Just curated a group exhibition in 2019 that included work by Parr for Buxton Contemporary in Melbourne's Southbank. The show, titled National Anthem, featured artists whose work critically addresses concepts about the Australian national identity.
"Mike Parr is one of Australia's most significant political artists, whose visceral performances potently agitate for deeper understanding of and questioning of the hostilities of our world," Just says.
"It is not uncommon for artists to experience repercussions, disagreement with or condemnation of our political opinions.
"However, the scale of current censorship and removal of opportunities begs the question, 'When do these incidents begin to be seen and understood as a very real threat to artistic freedom of expression and our rich and important culture of political debate in the arts?'"
Parr's performance and subsequent termination is the latest in a string of actions taken by Australian artists engaging with the Israel-Gaza war that has led to punitive action and public backlash.
Last month, three actors from Sydney Theatre Company's production of The Seagull appeared on stage wearing traditional Palestinian keffiyehs as a gesture of solidarity with Palestinians in Gaza. The move precipitated the resignations of two of the company's prominent Jewish Board members, PR executive Judi Hausmann and Carla Zampatti CEO Alex Schumann.
The company issued a formal apology over the action and has offered the cast counselling.

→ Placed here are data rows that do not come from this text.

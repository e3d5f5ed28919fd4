//! Core layer for statekit
//!
//! This crate implements the resource-address move engine for an
//! infrastructure state store:
//!
//! - **Address model** ([`addrs`]): parsing, rendering and ordering of module,
//!   resource and resource-instance addresses
//! - **State store** ([`states`]): the in-memory tree of module instances,
//!   resources and instance objects behind a single-writer lock
//! - **Move engine** ([`mv`]): relocation of instances, whole resources and
//!   module subtrees, within one store or across two
//! - **Persistence gateway** ([`backend`], [`backup`], [`statefile`]): reading,
//!   backing up and committing state files
//! - **Sessions** ([`session`]): the load / move / backup / commit sequence used
//!   by the command line
//!
//! # Architecture
//!
//! ```text
//!                 statekit-cli
//!                      |
//!                   session
//!                 /    |     \
//!          backend    mv    config
//!          backup      |
//!        statefile   states
//!              \      |
//!                addrs
//!                  |
//!             statekit-fs
//! ```

pub mod addrs;
pub mod backend;
pub mod backup;
pub mod config;
pub mod error;
pub mod mv;
pub mod session;
pub mod statefile;
pub mod states;

pub use addrs::{
    AbsResource, AbsResourceInstance, InstanceKey, ModuleInstance, Resource, ResourceMode, Target,
};
pub use backend::{LocalBackend, StateBackend};
pub use backup::{BackupPolicy, BackupRecord};
pub use config::Settings;
pub use error::{Error, ErrorKind, PersistStage, Result};
pub use mv::{DanglingDependency, MoveKind, MoveReport, Relocation, move_state};
pub use session::{MoveOutcome, MoveRequest, list_instances, run_move, run_move_with};
pub use states::{
    Attributes, EachMode, ExtraFields, InstanceObject, ObjectStatus, ResourceInstanceState,
    ResourceState, State, StateStore,
};

#[cfg(test)]
mod tests {
    use super::*;

    #[test]
    fn error_display_names_offending_token() {
        let error = Target::parse("test_instance.foo[").unwrap_err();
        let display = format!("{}", error);
        assert!(
            display.contains("test_instance.foo["),
            "Error display should contain the input, got: {}",
            display
        );
        assert_eq!(error.kind(), ErrorKind::MalformedAddress);
    }
}
//! Error types for statekit-fs

use std::path::PathBuf;

/// Result type for statekit-fs operations
pub type Result<T> = std::result::Result<T, Error>;

/// Errors that can occur in statekit-fs operations
#[derive(Debug, thiserror::Error)]
pub enum Error {
    #[error("I/O error at {path}: {source}")]
    Io {
        path: PathBuf,
        #[source]
        source: std::io::Error,
    },

    #[error("Lock acquisition failed for {path}")]
    LockFailed { path: PathBuf },

    #[error("Refusing to overwrite existing file {path}")]
    AlreadyExists { path: PathBuf },
}

impl Error {
    pub fn io(path: impl Into<PathBuf>, source: std::io::Error) -> Self {
        Self::Io {
            path: path.into(),
            source,
        }
    }

    /// Whether this error reports a missing file.
    pub fn is_not_found(&self) -> bool {
        matches!(self, Self::Io { source, .. } if source.kind() == std::io::ErrorKind::NotFound)
    }
}
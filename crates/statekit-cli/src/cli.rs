//! CLI argument parsing using clap derive

use std::path::PathBuf;

use clap::{Parser, Subcommand};

/// statekit - Move and inspect resources in infrastructure state files
#[derive(Parser, Debug)]
#[command(name = "statekit")]
#[command(author, version, about, long_about = None)]
pub struct Cli {
    /// Enable verbose output
    #[arg(short, long, global = true)]
    pub verbose: bool,

    /// The command to run
    #[command(subcommand)]
    pub command: Option<Commands>,
}

/// Available commands
#[derive(Subcommand, Debug, Clone, PartialEq, Eq)]
pub enum Commands {
    /// Move an item in the state
    ///
    /// Moves a single resource instance, a whole resource or a module subtree
    /// to a new address, in the same state file or into another one.
    ///
    /// Examples:
    ///   statekit mv test_instance.foo test_instance.bar
    ///   statekit mv 'test_instance.foo[0]' 'test_instance.foo["a"]'
    ///   statekit mv module.app module.web
    ///   statekit mv --state-out other.tfstate test_instance.foo test_instance.foo
    Mv {
        /// State file to read from (defaults to the configured state path)
        #[arg(long, value_name = "PATH")]
        state: Option<PathBuf>,

        /// State file to write the moved items into (defaults to --state)
        #[arg(long, value_name = "PATH")]
        state_out: Option<PathBuf>,

        /// Path for the backup of the source state
        #[arg(long, value_name = "PATH", conflicts_with = "no_backup")]
        backup: Option<PathBuf>,

        /// Path for the backup of the --state-out state
        #[arg(
            long,
            value_name = "PATH",
            conflicts_with = "no_backup",
            requires = "state_out"
        )]
        backup_out: Option<PathBuf>,

        /// Do not write any backups
        #[arg(long)]
        no_backup: bool,

        /// Address to move from
        source: String,

        /// Address to move to
        destination: String,
    },

    /// List resource instances in the state
    ///
    /// Examples:
    ///   statekit list
    ///   statekit list module.app
    ///   statekit list --state prod.tfstate test_instance.foo
    List {
        /// State file to read (defaults to the configured state path)
        #[arg(long, value_name = "PATH")]
        state: Option<PathBuf>,

        /// Only list instances under this module, resource or instance address
        filter: Option<String>,
    },
}

#[cfg(test)]
mod tests {
    use super::*;
    use clap::CommandFactory;

    #[test]
    fn verify_cli() {
        Cli::command().debug_assert();
    }

    #[test]
    fn parse_no_args() {
        let cli = Cli::parse_from(["statekit"]);
        assert!(!cli.verbose);
        assert!(cli.command.is_none());
    }

    #[test]
    fn parse_mv_positional_addresses() {
        let cli = Cli::parse_from(["statekit", "mv", "test_instance.foo", "test_instance.bar"]);
        assert_eq!(
            cli.command,
            Some(Commands::Mv {
                state: None,
                state_out: None,
                backup: None,
                backup_out: None,
                no_backup: false,
                source: "test_instance.foo".to_string(),
                destination: "test_instance.bar".to_string(),
            })
        );
    }

    #[test]
    fn parse_mv_with_paths() {
        let cli = Cli::parse_from([
            "statekit",
            "-v",
            "mv",
            "--state",
            "in.tfstate",
            "--state-out",
            "out.tfstate",
            "--backup-out",
            "out.bak",
            "module.foo",
            "module.bar",
        ]);
        assert!(cli.verbose);
        let Some(Commands::Mv {
            state,
            state_out,
            backup_out,
            ..
        }) = cli.command
        else {
            panic!("expected mv");
        };
        assert_eq!(state, Some(PathBuf::from("in.tfstate")));
        assert_eq!(state_out, Some(PathBuf::from("out.tfstate")));
        assert_eq!(backup_out, Some(PathBuf::from("out.bak")));
    }

    #[test]
    fn backup_conflicts_with_no_backup() {
        let result = Cli::try_parse_from([
            "statekit",
            "mv",
            "--backup",
            "b",
            "--no-backup",
            "test_instance.foo",
            "test_instance.bar",
        ]);
        assert!(result.is_err());
    }

    #[test]
    fn backup_out_requires_state_out() {
        let result = Cli::try_parse_from([
            "statekit",
            "mv",
            "--backup-out",
            "b",
            "test_instance.foo",
            "test_instance.bar",
        ]);
        assert!(result.is_err());
    }

    #[test]
    fn parse_list_with_filter() {
        let cli = Cli::parse_from(["statekit", "list", "module.app"]);
        assert_eq!(
            cli.command,
            Some(Commands::List {
                state: None,
                filter: Some("module.app".to_string()),
            })
        );
    }
}
//! Instance keys

use std::fmt;

/// Discriminator of an instance within a resource or module call.
///
/// The derived ordering puts `NoKey` first, then integer keys in numeric
/// order, then string keys in lexical order.
#[derive(Debug, Clone, Default, PartialEq, Eq, Hash, PartialOrd, Ord)]
pub enum InstanceKey {
    /// Scalar instance, no key
    #[default]
    NoKey,
    /// Position in a list
    Int(i64),
    /// Key in a map
    Str(String),
}

impl InstanceKey {
    /// Integer value of a list key.
    pub fn as_int(&self) -> Option<i64> {
        match self {
            Self::Int(n) => Some(*n),
            _ => None,
        }
    }
}

impl From<i64> for InstanceKey {
    fn from(n: i64) -> Self {
        Self::Int(n)
    }
}

impl From<&str> for InstanceKey {
    fn from(s: &str) -> Self {
        Self::Str(s.to_string())
    }
}

impl From<String> for InstanceKey {
    fn from(s: String) -> Self {
        Self::Str(s)
    }
}

/// Renders the bracketed suffix: nothing, `[3]` or `["a"]`.
impl fmt::Display for InstanceKey {
    fn fmt(&self, f: &mut fmt::Formatter<'_>) -> fmt::Result {
        match self {
            Self::NoKey => Ok(()),
            Self::Int(n) => write!(f, "[{n}]"),
            Self::Str(s) => {
                f.write_str("[\"")?;
                for ch in s.chars() {
                    match ch {
                        '"' => f.write_str("\\\"")?,
                        '\\' => f.write_str("\\\\")?,
                        '\n' => f.write_str("\\n")?,
                        '\r' => f.write_str("\\r")?,
                        '\t' => f.write_str("\\t")?,
                        other => write!(f, "{other}")?,
                    }
                }
                f.write_str("\"]")
            }
        }
    }
}
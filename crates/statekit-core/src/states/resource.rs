//! Resources and their each-mode

use std::collections::BTreeMap;
use std::fmt;

use serde::{Deserialize, Serialize};

use super::{ExtraFields, ResourceInstanceState};
use crate::addrs::InstanceKey;

/// How a resource's instances are keyed
#[derive(Debug, Clone, Copy, Default, PartialEq, Eq, Hash, Serialize, Deserialize)]
pub enum EachMode {
    /// Exactly one instance with no key
    #[default]
    #[serde(rename = "none")]
    NoEach,
    /// Instances keyed by list position
    #[serde(rename = "list")]
    EachList,
    /// Instances keyed by string
    #[serde(rename = "map")]
    EachMap,
}

impl EachMode {
    /// The each-mode implied by an instance key.
    pub fn for_key(key: &InstanceKey) -> Self {
        match key {
            InstanceKey::NoKey => Self::NoEach,
            InstanceKey::Int(_) => Self::EachList,
            InstanceKey::Str(_) => Self::EachMap,
        }
    }

    /// Whether `key` may appear under a resource with this each-mode.
    pub fn admits(&self, key: &InstanceKey) -> bool {
        Self::for_key(key) == *self
    }

    pub fn is_no_each(&self) -> bool {
        matches!(self, Self::NoEach)
    }
}

impl fmt::Display for EachMode {
    fn fmt(&self, f: &mut fmt::Formatter<'_>) -> fmt::Result {
        match self {
            Self::NoEach => write!(f, "scalar"),
            Self::EachList => write!(f, "list"),
            Self::EachMap => write!(f, "map"),
        }
    }
}

/// A resource: its each-mode, provider binding and keyed instances
#[derive(Debug, Clone, Default, PartialEq, Eq)]
pub struct ResourceState {
    pub each: EachMode,
    /// Provider configuration address, e.g. `provider["registry.terraform.io/hashicorp/aws"]`
    pub provider: String,
    pub instances: BTreeMap<InstanceKey, ResourceInstanceState>,
    pub extra: ExtraFields,
}

impl ResourceState {
    pub fn new(each: EachMode, provider: impl Into<String>) -> Self {
        Self {
            each,
            provider: provider.into(),
            instances: BTreeMap::new(),
            extra: ExtraFields::default(),
        }
    }

    pub fn is_empty(&self) -> bool {
        self.instances.is_empty()
    }

    pub fn len(&self) -> usize {
        self.instances.len()
    }

    /// First key that does not fit the each-mode, if any.
    pub fn mismatched_key(&self) -> Option<&InstanceKey> {
        if self.each.is_no_each() && self.instances.len() > 1 {
            return self.instances.keys().nth(1);
        }
        self.instances.keys().find(|key| !self.each.admits(key))
    }
}

#[cfg(test)]
mod tests {
    use super::*;

    #[test]
    fn each_mode_follows_key_kind() {
        assert_eq!(EachMode::for_key(&InstanceKey::NoKey), EachMode::NoEach);
        assert_eq!(EachMode::for_key(&InstanceKey::Int(4)), EachMode::EachList);
        assert_eq!(EachMode::for_key(&InstanceKey::from("a")), EachMode::EachMap);
    }

    #[test]
    fn mismatched_key_finds_wrong_kind() {
        let mut resource = ResourceState::new(EachMode::EachList, "provider");
        resource
            .instances
            .insert(InstanceKey::Int(0), ResourceInstanceState::default());
        assert_eq!(resource.mismatched_key(), None);

        resource
            .instances
            .insert(InstanceKey::from("x"), ResourceInstanceState::default());
        assert_eq!(resource.mismatched_key(), Some(&InstanceKey::from("x")));
    }

    #[test]
    fn each_mode_serializes_short_names() {
        assert_eq!(serde_json::to_string(&EachMode::EachMap).unwrap(), r#""map""#);
        assert_eq!(EachMode::NoEach.to_string(), "scalar");
    }
}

Arts administrator Louise Adler spoke to the ABC's 7.30 program about the controversy.
"I think arts organisations need to have some clarity about the moral compromises they're prepared to make," she told 7.30.
"Actors, artists [and] writers have always had political views. The history is long of artists being part of the world they live in and bringing that world into the art they make.
"I'm not sure what we expect from contemporary theatre if we don't expect artists to engage with the issues of the day."
Despite the current climate and concerns around censorship, Just says: "It is clear that artists have always been political and will continue to be."
"As long as we exist, artists will make work that reflects and grapples with the issues of our time."
For Parr, it's a matter of conscience.
"People everywhere are responding to this. We're seeing massive demonstrations equivalent to the demonstrations against the first Iraq war and the second Iraq war … we're seeing huge demonstrations around the world demanding a ceasefire in Gaza and two-state resolution to this problem," he says.
"There are aspects of the community that are not prepared to tolerate the debate that we must [have], and that contravenes our democracy and all the benefit that they have drawn from it.
"And I think that that is unconscionable and cannot be accepted."